# What do I need ?



## 95sentra (Aug 28, 2003)

Ok, people I searched I really searched and I couldn't find anything. I'm stuck here at work and I work at an internet cafe so I don't have anything esle to do but search the web. Someone help me out.

1. What exactly do I need to do the nx2000 front upgrade or ser front upgrade and rear se/ser/adv22 rear upgrade ? 

2. Also, where does the adv22 upgrade come from; what car ?


----------



## holy200sx (Jan 8, 2003)

hte ad22vf comes from the NX2000 91-93
What you need to do the swap.. loaded calipers.. (torque members, pad brackets), Pads, and rotors.. the rotors MUST BE 26MM thick.. alot of places will try to give you 18mm thin.. they will not cut it.. you have to have 26mm thick..

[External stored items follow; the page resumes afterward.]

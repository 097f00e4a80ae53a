use std::collections::HashMap;

use serde::Serialize;
use tracing::debug;

use spoken_core::model::{CategoryId, ContentId, ContentItem, MarkedItem};

use crate::content::ContentLoader;
use crate::progress_service::ProgressService;

/// A bookmark paired with the content it points at.
#[derive(Debug, Clone, PartialEq, Eq, Serialize)]
pub struct ResolvedMark {
    pub marked: MarkedItem,
    pub item: ContentItem,
}

/// The "marked items" view across every category.
#[derive(Clone)]
pub struct MarkedItemsService {
    loader: ContentLoader,
    progress: ProgressService,
}

impl MarkedItemsService {
    #[must_use]
    pub fn new(loader: ContentLoader, progress: ProgressService) -> Self {
        Self { loader, progress }
    }

    /// Bookmarks (newest first, optionally of one category) with their content.
    ///
    /// Each category's discovered pages are searched; bookmarks whose content
    /// no longer exists are left out.
    pub async fn resolve(&self, category: Option<&CategoryId>) -> Vec<ResolvedMark> {
        let marks = self.progress.list_marked(category).await;
        let mut indexes: HashMap<CategoryId, HashMap<ContentId, ContentItem>> = HashMap::new();

        let mut resolved = Vec::with_capacity(marks.len());
        for marked in marks {
            if !indexes.contains_key(&marked.category) {
                let index = self.index_category(&marked.category).await;
                indexes.insert(marked.category.clone(), index);
            }
            let item = indexes
                .get(&marked.category)
                .and_then(|index| index.get(&marked.id))
                .cloned();
            match item {
                Some(item) => resolved.push(ResolvedMark { marked, item }),
                None => debug!(
                    category = %marked.category,
                    id = %marked.id,
                    "marked item not found in any page"
                ),
            }
        }
        resolved
    }

    async fn index_category(&self, category: &CategoryId) -> HashMap<ContentId, ContentItem> {
        let mut index = HashMap::new();
        for page in self.loader.discover_available_pages(category).await {
            for item in self.loader.fetch_page(category, page).await {
                index.entry(item.id()).or_insert(item);
            }
        }
        index
    }
}

#[cfg(test)]
mod tests {
    use super::*;
    use std::sync::Arc;

    use spoken_core::model::PageNumber;
    use spoken_core::time::fixed_clock;
    use storage::repository::InMemoryRepository;

    use crate::content::{InMemoryContentSource, LoaderConfig};

    fn cat(id: &str) -> CategoryId {
        CategoryId::new(id).unwrap()
    }

    fn service(source: &InMemoryContentSource) -> MarkedItemsService {
        let loader = ContentLoader::new(Arc::new(source.clone()), LoaderConfig::default());
        let progress = ProgressService::new(fixed_clock(), Arc::new(InMemoryRepository::new()));
        MarkedItemsService::new(loader, progress)
    }

    #[tokio::test]
    async fn resolves_items_beyond_the_first_page() {
        let source = InMemoryContentSource::new();
        source.insert_page(
            &cat("phrases"),
            PageNumber::FIRST,
            r#"[{"id": 1, "phrase": "on the fence", "meaning": "undecided"}]"#,
        );
        source.insert_page(
            &cat("phrases"),
            PageNumber::new(2).unwrap(),
            r#"[{"id": 7, "phrase": "hit the sack", "meaning": "go to bed"}]"#,
        );
        let marked = service(&source);
        marked.progress.toggle_marked(&cat("phrases"), ContentId::new(7)).await;

        let resolved = marked.resolve(None).await;
        assert_eq!(resolved.len(), 1);
        assert_eq!(resolved[0].item.title(), "hit the sack");
        assert_eq!(resolved[0].marked.category, cat("phrases"));
    }

    #[tokio::test]
    async fn dangling_bookmarks_are_skipped() {
        let source = InMemoryContentSource::new();
        source.insert_page(
            &cat("words"),
            PageNumber::FIRST,
            r#"[{"id": 1, "word": "brisk", "meaning": "quick"}]"#,
        );
        let marked = service(&source);
        marked.progress.toggle_marked(&cat("words"), ContentId::new(1)).await;
        marked.progress.toggle_marked(&cat("words"), ContentId::new(99)).await;
        marked.progress.toggle_marked(&cat("office"), ContentId::new(3)).await;

        let resolved = marked.resolve(None).await;
        assert_eq!(resolved.len(), 1);
        assert_eq!(resolved[0].item.id(), ContentId::new(1));

        assert!(marked.resolve(Some(&cat("office"))).await.is_empty());
    }
}
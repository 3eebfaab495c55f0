/*
 * dispatch.rs
 * Copyright (c) 2025 Posit, PBC
 *
 * Priority ordering shared by visitors, tag processors and transforms.
 */

/// An item with a priority and a registration sequence number.
#[derive(Debug, Clone)]
pub struct Prioritized<T> {
    pub priority: i32,
    pub sequence: u64,
    pub item: T,
}

/// A list kept in execution order: higher priority first, then earlier
/// registration first.
#[derive(Debug, Clone)]
pub struct PriorityList<T> {
    entries: Vec<Prioritized<T>>,
    next_sequence: u64,
}

impl<T> Default for PriorityList<T> {
    fn default() -> Self {
        Self {
            entries: Vec::new(),
            next_sequence: 0,
        }
    }
}

impl<T> PriorityList<T> {
    pub fn new() -> Self {
        Self::default()
    }

    /// Insert with the next sequence number.
    pub fn push(&mut self, priority: i32, item: T) {
        let sequence = self.next_sequence;
        self.next_sequence += 1;
        self.push_with_sequence(priority, sequence, item);
    }

    /// Insert with a sequence drawn from an external counter.
    pub fn push_with_sequence(&mut self, priority: i32, sequence: u64, item: T) {
        let entry = Prioritized {
            priority,
            sequence,
            item,
        };
        let idx = self
            .entries
            .partition_point(|e| execution_order(e, &entry) != std::cmp::Ordering::Greater);
        self.entries.insert(idx, entry);
        self.next_sequence = self.next_sequence.max(sequence + 1);
    }

    pub fn iter(&self) -> impl Iterator<Item = &T> {
        self.entries.iter().map(|e| &e.item)
    }

    pub fn entries(&self) -> &[Prioritized<T>] {
        &self.entries
    }

    pub fn len(&self) -> usize {
        self.entries.len()
    }

    pub fn is_empty(&self) -> bool {
        self.entries.is_empty()
    }
}

fn execution_order<T>(a: &Prioritized<T>, b: &Prioritized<T>) -> std::cmp::Ordering {
    b.priority
        .cmp(&a.priority)
        .then_with(|| a.sequence.cmp(&b.sequence))
}

/// Merge several prioritized sources into one execution order.
pub fn merge_by_priority<'a, T>(
    sources: impl IntoIterator<Item = &'a [Prioritized<T>]>,
) -> Vec<&'a Prioritized<T>>
where
    T: 'a,
{
    let mut merged: Vec<&Prioritized<T>> = sources.into_iter().flatten().collect();
    merged.sort_by(|a, b| execution_order(a, b));
    merged
}
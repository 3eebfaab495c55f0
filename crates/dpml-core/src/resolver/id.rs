/*
 * resolver/id.rs
 * Copyright (c) 2025 Posit, PBC
 *
 * `id:` references into the run's id map.
 */

use async_trait::async_trait;

use crate::ast::{Reference, ResolvedValue};
use crate::context::ProcessingContext;
use crate::error::ProtocolError;

use super::ProtocolHandler;

/// Looks references up in the id map built by the id validation pass.
#[derive(Debug, Default)]
pub struct IdProtocolHandler;

#[async_trait]
impl ProtocolHandler for IdProtocolHandler {
    fn name(&self) -> &str {
        "id"
    }

    fn can_handle(&self, protocol: &str) -> bool {
        protocol == "id"
    }

    async fn handle(
        &self,
        reference: &Reference,
        ctx: &ProcessingContext,
    ) -> Result<ResolvedValue, ProtocolError> {
        let (id, _) = reference.split_fragment();
        ctx.lookup_id(id)
            .map(|element| ResolvedValue::Element(Box::new(element.clone())))
            .ok_or_else(|| ProtocolError::UnknownId { id: id.to_string() })
    }
}
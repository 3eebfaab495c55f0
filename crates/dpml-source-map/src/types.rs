//! Core types for source positions

use serde::{Deserialize, Serialize};

/// A unique identifier for a source file
#[derive(Debug, Clone, Copy, Default, PartialEq, Eq, Hash, Serialize, Deserialize)]
pub struct FileId(pub usize);

/// A point in source text.
///
/// `line` and `column` are 1-based and count characters, not bytes.
#[derive(Debug, Clone, Copy, PartialEq, Eq, PartialOrd, Ord, Hash, Serialize, Deserialize)]
pub struct Location {
    /// Byte offset from start of source
    pub offset: usize,
    /// Line number (1-based)
    pub line: usize,
    /// Column number (1-based, in characters)
    pub column: usize,
}

impl Location {
    pub fn new(offset: usize, line: usize, column: usize) -> Self {
        Self {
            offset,
            line,
            column,
        }
    }

    /// The first position of any text.
    pub fn start() -> Self {
        Self::new(0, 1, 1)
    }
}

impl Default for Location {
    fn default() -> Self {
        Self::start()
    }
}

/// A half-open span of source text from `start` to `end`
#[derive(Debug, Clone, Copy, Default, PartialEq, Eq, Hash, Serialize, Deserialize)]
pub struct Range {
    /// Start location (inclusive)
    pub start: Location,
    /// End location (exclusive)
    pub end: Location,
}

impl Range {
    pub fn new(start: Location, end: Location) -> Self {
        Self { start, end }
    }

    /// The zero-width span at the start of the text.
    ///
    /// Used whenever position tracking is disabled or a node was synthesized
    /// without a source span.
    pub fn zero() -> Self {
        Self::default()
    }

    pub fn len(&self) -> usize {
        self.end.offset.saturating_sub(self.start.offset)
    }

    pub fn is_empty(&self) -> bool {
        self.len() == 0
    }

    /// Whether `other` lies entirely within this range.
    pub fn contains(&self, other: &Range) -> bool {
        self.start.offset <= other.start.offset && other.end.offset <= self.end.offset
    }

    /// Whether the span is well formed (end never before start).
    pub fn is_valid(&self) -> bool {
        self.start.offset <= self.end.offset
    }
}
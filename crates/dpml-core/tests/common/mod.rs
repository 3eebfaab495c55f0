/*
 * tests/common/mod.rs
 * Copyright (c) 2025 Posit, PBC
 *
 * Shared helpers for dpml-core integration tests.
 */

#![allow(dead_code)]

use std::sync::{Arc, Once};

use dpml_core::{
    Document, DpmlConfig, DpmlParser, Processor, TagProcessorRegistry, TagRegistry,
};
use tracing_subscriber::EnvFilter;

static TRACING: Once = Once::new();

/// Install a test-writer subscriber once per test binary. Set `RUST_LOG`
/// to see pipeline logs.
pub fn init_tracing() {
    TRACING.call_once(|| {
        let _ = tracing_subscriber::fmt()
            .with_env_filter(EnvFilter::from_default_env())
            .with_test_writer()
            .try_init();
    });
}

/// Parse and fail the test on any parse error.
pub fn parse(source: &str) -> Document {
    let result = DpmlParser::default().parse(source);
    assert!(result.is_ok(), "unexpected parse errors:\n{}", result.render_diagnostics());
    result.ast
}

pub fn default_processor(config: &DpmlConfig) -> Processor {
    Processor::with_defaults(
        Arc::new(TagRegistry::new()),
        Arc::new(TagProcessorRegistry::new()),
        config,
    )
}

pub fn strict_config() -> DpmlConfig {
    let mut config = DpmlConfig::default();
    config.processing.strict_mode = true;
    config
}
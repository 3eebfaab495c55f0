//! Error types for markup parsing.

use dpml_error_reporting::{DiagnosticMessage, DiagnosticMessageBuilder};
use dpml_source_map::SourceInfo;
use thiserror::Error;

/// Result type alias for dpml-xml operations.
pub type Result<T> = std::result::Result<T, XmlError>;

/// Fatal parse failures.
#[derive(Debug, Clone, PartialEq, Error)]
pub enum XmlError {
    /// The tokenizer rejected the input.
    #[error("Syntax error: {message}")]
    Syntax {
        message: String,
        location: Option<SourceInfo>,
    },

    /// A start tag is still open at the end of input.
    #[error("Unclosed tag <{name}>")]
    UnclosedTag {
        name: String,
        location: Option<SourceInfo>,
    },

    /// An end tag does not match the innermost open start tag.
    #[error("Mismatched end tag: expected </{expected}>, found </{found}>")]
    MismatchedEndTag {
        expected: String,
        found: String,
        location: Option<SourceInfo>,
    },

    /// Well-tokenized but structurally invalid markup.
    #[error("Invalid markup: {message}")]
    InvalidStructure {
        message: String,
        location: Option<SourceInfo>,
    },
}

impl XmlError {
    /// The DPML error code for this failure.
    pub fn code(&self) -> &'static str {
        match self {
            XmlError::Syntax { .. } => "SYNTAX",
            XmlError::UnclosedTag { .. } | XmlError::MismatchedEndTag { .. } => "UNCLOSED_TAG",
            XmlError::InvalidStructure { .. } => "INVALID_XML",
        }
    }

    pub fn location(&self) -> Option<&SourceInfo> {
        match self {
            XmlError::Syntax { location, .. }
            | XmlError::UnclosedTag { location, .. }
            | XmlError::MismatchedEndTag { location, .. }
            | XmlError::InvalidStructure { location, .. } => location.as_ref(),
        }
    }

    pub fn to_diagnostic(&self) -> DiagnosticMessage {
        let builder = match self {
            XmlError::Syntax { message, .. } => DiagnosticMessageBuilder::error("Syntax Error")
                .problem(message.clone()),

            XmlError::UnclosedTag { name, .. } => DiagnosticMessageBuilder::error("Unclosed Tag")
                .problem(format!("Tag `<{}>` is opened but never closed", name))
                .add_hint(format!("Add a matching `</{}>`?", name)),

            XmlError::MismatchedEndTag {
                expected, found, ..
            } => DiagnosticMessageBuilder::error("Mismatched End Tag")
                .problem(format!(
                    "End tag `</{}>` does not match start tag `<{}>`",
                    found, expected
                ))
                .add_detail(format!("Expected: `</{}>`", expected))
                .add_detail(format!("Found: `</{}>`", found))
                .add_hint("Check that every opening tag has a matching closing tag?"),

            XmlError::InvalidStructure { message, .. } => {
                DiagnosticMessageBuilder::error("Invalid Markup").problem(message.clone())
            }
        };

        let mut builder = builder.with_code(self.code());
        if let Some(location) = self.location() {
            builder = builder.with_location(*location);
        }
        builder.build()
    }
}
//! Error code catalog and lookup.
//!
//! Maps DPML error codes (like `UNCLOSED_TAG`) to their metadata.

use once_cell::sync::Lazy;
use serde::{Deserialize, Serialize};
use std::collections::HashMap;

/// Metadata for an error code.
#[derive(Debug, Clone, Serialize, Deserialize, PartialEq, Eq)]
pub struct ErrorCodeInfo {
    /// Subsystem name (e.g. "parse", "schema", "reference")
    pub subsystem: String,

    /// Short title for the error
    pub title: String,

    /// Default message used when a diagnostic has no problem statement
    pub message_template: String,

    /// When this error was introduced (version)
    pub since_version: String,
}

/// Global error catalog, embedded at compile time from `error_catalog.json`.
///
/// # Panics
///
/// Panics on first access if the embedded JSON is invalid.
pub static ERROR_CATALOG: Lazy<HashMap<String, ErrorCodeInfo>> = Lazy::new(|| {
    let json_data = include_str!("../error_catalog.json");
    serde_json::from_str(json_data).expect("embedded error catalog must be valid JSON")
});

/// Look up error code information.
///
/// ```
/// use dpml_error_reporting::catalog::get_error_info;
///
/// let info = get_error_info("UNCLOSED_TAG").unwrap();
/// assert_eq!(info.title, "Unclosed Tag");
/// ```
pub fn get_error_info(code: &str) -> Option<&'static ErrorCodeInfo> {
    ERROR_CATALOG.get(code)
}

/// Get the subsystem name for an error code.
pub fn get_subsystem(code: &str) -> Option<&'static str> {
    ERROR_CATALOG.get(code).map(|info| info.subsystem.as_str())
}

#[cfg(test)]
mod tests {
    use super::*;

    #[test]
    fn test_catalog_loads() {
        assert!(!ERROR_CATALOG.is_empty());
    }

    #[test]
    fn test_taxonomy_is_complete() {
        for code in [
            "SYNTAX",
            "INVALID_XML",
            "UNCLOSED_TAG",
            "INVALID_ATTRIBUTE",
            "MISSING_REQUIRED_ATTRIBUTE",
            "INVALID_NESTING",
            "REFERENCE_NOT_FOUND",
            "INVALID_REFERENCE",
            "CIRCULAR_REFERENCE",
            "DUPLICATE_ID",
            "TRANSFORM_ERROR",
            "CONFIG_ERROR",
            "UNKNOWN_ERROR",
        ] {
            assert!(get_error_info(code).is_some(), "missing catalog entry {code}");
        }
    }

    #[test]
    fn test_get_subsystem() {
        assert_eq!(get_subsystem("UNCLOSED_TAG"), Some("parse"));
        assert_eq!(get_subsystem("DUPLICATE_ID"), Some("schema"));
        assert_eq!(get_subsystem("NOT_A_CODE"), None);
    }
}
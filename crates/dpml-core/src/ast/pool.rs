/*
 * ast/pool.rs
 * Copyright (c) 2025 Posit, PBC
 *
 * Reuse of node allocations across parses.
 */

use dpml_source_map::Range;

use super::node::{Attributes, Content, Document, Element, Node, Reference};

/// Allocation counters for a [`NodePool`].
#[derive(Debug, Clone, Copy, Default, PartialEq, Eq)]
pub struct PoolStats {
    /// Nodes handed out.
    pub acquired: usize,
    /// Of those, how many came from a free list.
    pub reused: usize,
    /// Nodes returned to a free list.
    pub recycled: usize,
}

/// Free lists of previously used nodes.
///
/// Acquired nodes are always indistinguishable from freshly constructed
/// ones: every field is reset before a node is handed out.
#[derive(Debug, Default)]
pub struct NodePool {
    elements: Vec<Element>,
    contents: Vec<Content>,
    references: Vec<Reference>,
    stats: PoolStats,
}

impl NodePool {
    pub fn new() -> Self {
        Self::default()
    }

    pub fn acquire_element(&mut self, tag_name: &str, position: Range) -> Element {
        self.stats.acquired += 1;
        match self.elements.pop() {
            Some(mut element) => {
                self.stats.reused += 1;
                element.tag_name.clear();
                element.tag_name.push_str(tag_name);
                element.position = position;
                element
            }
            None => Element::new(tag_name).with_position(position),
        }
    }

    pub fn acquire_content(&mut self, value: &str, position: Range) -> Content {
        self.stats.acquired += 1;
        match self.contents.pop() {
            Some(mut content) => {
                self.stats.reused += 1;
                content.value.clear();
                content.value.push_str(value);
                content.position = position;
                content
            }
            None => Content::new(value, position),
        }
    }

    pub fn acquire_reference(&mut self, protocol: &str, path: &str, position: Range) -> Reference {
        self.stats.acquired += 1;
        match self.references.pop() {
            Some(mut reference) => {
                self.stats.reused += 1;
                reference.protocol.clear();
                reference.protocol.push_str(protocol);
                reference.path.clear();
                reference.path.push_str(path);
                reference.position = position;
                reference
            }
            None => Reference::new(protocol, path).with_position(position),
        }
    }

    /// Return every node of a document to the pool.
    pub fn recycle(&mut self, document: Document) {
        self.recycle_nodes(document.children);
    }

    pub fn recycle_element(&mut self, element: Element) {
        self.recycle_nodes(vec![Node::Element(element)]);
    }

    // Explicit stack; arbitrarily deep trees never recurse.
    fn recycle_nodes(&mut self, nodes: Vec<Node>) {
        let mut stack = nodes;
        while let Some(node) = stack.pop() {
            match node {
                Node::Element(mut element) => {
                    stack.append(&mut element.children);
                    element.attributes = Attributes::new();
                    element.metadata = None;
                    element.meta = None;
                    element.position = Range::default();
                    self.elements.push(element);
                }
                Node::Content(mut content) => {
                    content.position = Range::default();
                    self.contents.push(content);
                }
                Node::Reference(mut reference) => {
                    reference.resolved = None;
                    reference.position = Range::default();
                    self.references.push(reference);
                }
            }
            self.stats.recycled += 1;
        }
    }

    /// Drop all pooled nodes. Counters are kept.
    pub fn clear(&mut self) {
        self.elements.clear();
        self.contents.clear();
        self.references.clear();
    }

    pub fn available(&self) -> usize {
        self.elements.len() + self.contents.len() + self.references.len()
    }

    pub fn stats(&self) -> PoolStats {
        self.stats
    }
}
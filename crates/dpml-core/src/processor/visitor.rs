/*
 * processor/visitor.rs
 * Copyright (c) 2025 Posit, PBC
 *
 * Visitor trait for the processing pipeline.
 */

use async_trait::async_trait;

use crate::ast::{Content, Document, Element, Reference};
use crate::context::ProcessingContext;
use crate::error::Result;

/// A pass over the AST.
///
/// Every handler defaults to a no-op, so a visitor implements only the
/// node kinds it cares about. For each node, all visitors run in priority
/// order (higher first, ties in registration order), each seeing the
/// node as left by the previous one.
///
/// # Example
///
/// ```ignore
/// struct Lowercase;
///
/// #[async_trait]
/// impl Visitor for Lowercase {
///     fn name(&self) -> &str { "lowercase" }
///
///     async fn visit_element(&self, element: &mut Element, _ctx: &mut ProcessingContext) -> Result<()> {
///         element.tag_name = element.tag_name.to_lowercase();
///         Ok(())
///     }
/// }
/// ```
#[async_trait]
pub trait Visitor: Send + Sync {
    /// Name used in logs.
    fn name(&self) -> &str;

    fn priority(&self) -> i32 {
        0
    }

    async fn visit_document(
        &self,
        _document: &mut Document,
        _ctx: &mut ProcessingContext,
    ) -> Result<()> {
        Ok(())
    }

    async fn visit_element(&self, _element: &mut Element, _ctx: &mut ProcessingContext) -> Result<()> {
        Ok(())
    }

    async fn visit_content(&self, _content: &mut Content, _ctx: &mut ProcessingContext) -> Result<()> {
        Ok(())
    }

    async fn visit_reference(
        &self,
        _reference: &mut Reference,
        _ctx: &mut ProcessingContext,
    ) -> Result<()> {
        Ok(())
    }
}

adn for a beefy little add on, get Stainless steel brake lines.. slotted drilled rotors, axxis metal masters pads, and synthetic fluid..

You will totally feel a nice difference, so long as you bleed the brakes right.


----------



## 95sentra (Aug 28, 2003)

thanks alot, but that works for both the front and the rear ?


----------



## bahearn (Jul 15, 2002)

Jesus H. Christ on crutches.

Search for "ad22" and you'll get EVERYTHING you need.

Time to start teaching logic in elementary schools, think I.


----------



## 95sentra (Aug 28, 2003)

not really b/c i searched and didnt find any useful information


----------



## PatScottAKA99XE (Apr 30, 2002)

bahearn said:


> *Jesus H. Christ on crutches.
> 
> Search for "ad22" and you'll get EVERYTHING you need.
> 
> Time to start teaching logic in elementary schools, think I. *



I hear ya!

Trust me its on the board. All of it.


----------